Ohne Ruhe in Süd-Libanon keine Verhandlungen mit Syrien: Israel fordert stärkere Kontrolle der Hisbollah-Guerilla
zuletzt aktualisiert: 19.02.2000Jerusalem/Damaskus/Beirut (dpa). Israel hat am Samstag seine Ansicht bekräftigt, dass Verhandlungen mit Syrien nur möglich sind, wenn Damaskus für Ruhe im israelisch-libanesischen Grenzgebiet sorgt. Der Chefberater von Israels Ministerpräsident Ehud Barak, Daniel Jatom, sagte, Damaskus sei "in der Lage, die Hisbollah-Guerilla stärker als bisher zu kontrollieren". Zugleich wies Jatom Vorwürfe der Palästinenser zurück, Jerusalem vernachlässige die bilateralen Verhandlungen bewusst zu Gunsten von Friedensverhandlungen mit Syrien.
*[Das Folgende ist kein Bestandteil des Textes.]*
//! Project scaffolding

use anyhow::{Context, Result};
use fitplot_core::{ChartConfig, ChartKind, ColumnRef, SeriesConfig};
use std::fs;
use std::path::{Path, PathBuf};

use crate::config::{DatasetSource, FitplotConfig, PROJECT_FILE};

/// Create a starter project: a project file, two sample datasets and one
/// diagonal accuracy chart between them.
pub fn create_project(path: &Path, name: &str) -> Result<()> {
    if path.join(PROJECT_FILE).exists() {
        anyhow::bail!("{} already exists in {}", PROJECT_FILE, path.display());
    }
    fs::create_dir_all(path.join("data"))
        .with_context(|| format!("Failed to create {}", path.display()))?;

    fs::write(
        path.join("data/truth.json"),
        r#"[
  {"sample": 1, "measured": 0.8},
  {"sample": 2, "measured": 1.9},
  {"sample": 3, "measured": 3.1},
  {"sample": 4, "measured": 4.2}
]
"#,
    )?;
    fs::write(
        path.join("data/model.json"),
        r#"[
  {"sample": 1, "predicted": 1.0},
  {"sample": 2, "predicted": 2.1},
  {"sample": 3, "predicted": 2.7},
  {"sample": 4, "predicted": 4.4}
]
"#,
    )?;

    let mut config = FitplotConfig::new(name);
    config.datasets = vec![
        DatasetSource {
            name: "truth".to_string(),
            id: None,
            path: PathBuf::from("data/truth.json"),
            color: None,
        },
        DatasetSource {
            name: "model".to_string(),
            id: None,
            path: PathBuf::from("data/model.json"),
            color: None,
        },
    ];
    config.charts = vec![ChartConfig::new(
        "accuracy",
        "Predicted vs. measured",
        ColumnRef::new("truth", "measured"),
    )
    .with_kind(ChartKind::Diagonal)
    .with_metrics(true)
    .with_series(SeriesConfig::new("model", ColumnRef::new("model", "predicted")))];

    fs::write(path.join(PROJECT_FILE), config.to_toml()?)?;
    Ok(())
}

#[cfg(test)]
mod tests {
    use super::*;
    use crate::loader::Workspace;
    use fitplot_core::build_chart;

    #[test]
    fn scaffolded_project_renders() {
        let dir = tempfile::tempdir().unwrap();
        create_project(dir.path(), "demo").unwrap();
        assert!(create_project(dir.path(), "demo").is_err());

        let (config, base) = FitplotConfig::load(dir.path()).unwrap();
        let ws = Workspace::load(config, &base).unwrap();
        let view = build_chart(ws.chart("accuracy").unwrap(), &ws.datasets);
        assert_eq!(view.series[0].points.len(), 4);
        assert_eq!(view.metrics.len(), 1);
        assert_eq!(view.metrics[0].n, 4);
    }
}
Die syrische Staatspresse brandmarkte Israels Libanon-Politik als "Nazitum" und "faschistisch". In einem Kommentar auf der Titelseite meinte die Zeitung "Al Thawra" am Samstag, es sei berechtigt, Israels Aktionen gegen das Nachbarland Libanon mit Nazitum und Rassismus gleichzusetzen. "Wie sonst sollten wir die die israelische Aggression und ihre zerstörerische Wirkung auf die Infrastruktur in Libanon (...) beschreiben, wenn nicht als Nazismus, Faschismus und Kriegsverbrechen".
Israel hatte am 8. Februar drei libanesische Kraftwerke angegriffen, wobei 22 Zivilisten verletzt wurden. Das Land lag danach fast völlig in Dunkelheit. Zuvor hatte die Hisbollah seit Ende Januar sieben israelische Soldaten in der so genannten Sicherheitszone in Südlibanon getötet.
Libanon und Ägypten verurteilten zwar ebenfalls die jüngsten israelischen Luftangriffe auf zivile Ziele in Südlibanon, forderten aber zugleich die Wiederaufnahme der festgefahrenen Friedensgespräche. Der libanesische Präsident Emile Lahoud und sein ägyptischer Amtskollege Husni Mubarak, der am Samstag überraschend nach Beirut geflogen war, "betonten die Notwendigkeit der Wiederaufnahme von Verhandlungen für einen gerechten und umfassenden Frieden".
Nach Angaben des israelischen Rundfunks haben sich US-Diplomaten dafür ausgesprochen, stärker als bisher darauf hinzuwirken, die israelisch-syrischen Verhandlungen wieder in Gang zu bringen. Syrien hatte die Verhandlungen Anfang Januar unterbrochen. Damaskus will die Gespräche nur dann wieder aufnehmen, wenn Israel sich zuvor schriftlich verpflichtet, die 1967 eroberten Golan-Höhen vollständig an Syrien zurückzugeben.
Palästinenser-Präsident Jassir Arafat sagte, er halte an einem eigenen Staat für die Palästinenser fest. Nach einem Gespräch mit dem deutschen Bundespräsidenten Johannes Rau nannte Arafat in Bethlehem als Zeitpunkt dafür Mitte September. Die Verhandlungen über einen Friedensprozess sind nach Arafats Worten weiterhin eingefroren. Rau war am Samstag zu dem ersten offiziellen Besuch eines Bundespräsidenten in den palästinensischen Autonomiegebieten eingetroffen.
Jatom versicherte im israelischen Rundfunk, die Regierung betrachte die Verhandlungen mit den Palästinensern als "sehr wichtig". Er wies Vorwürfe Arafats zurück, Israel habe im Rahmen seiner jüngsten Pläne zum Rückzug aus 6,1 Prozent des besetzten Westjordanlandes nur unbewohnte Gebiete ausgesucht. Nach Angaben von Jatom leben in den Gebieten rund 160 000 Palästinenser, also knapp zehn Prozent der gesamten palästinensischen Bevölkerung des Westjordanlandes.
Der Chef von Baraks politischem Planungsstab meinte weiter, Israel habe die Forderung Arafats nach einer Übergabe von drei Siedlungen am Rande Jerusalems an die palästinensische Seite nicht erfüllen können, weil dies zum gegenwärtigen Zeitpunkt "zu heikel" gewesen wäre. Barak will diese Gebietsentscheidung dem endgültigen Friedensabkommen mit den Palästinensern überlassen, das nach einer Vereinbarung von 1999 bis zum 13. September unterzeichnet sein soll.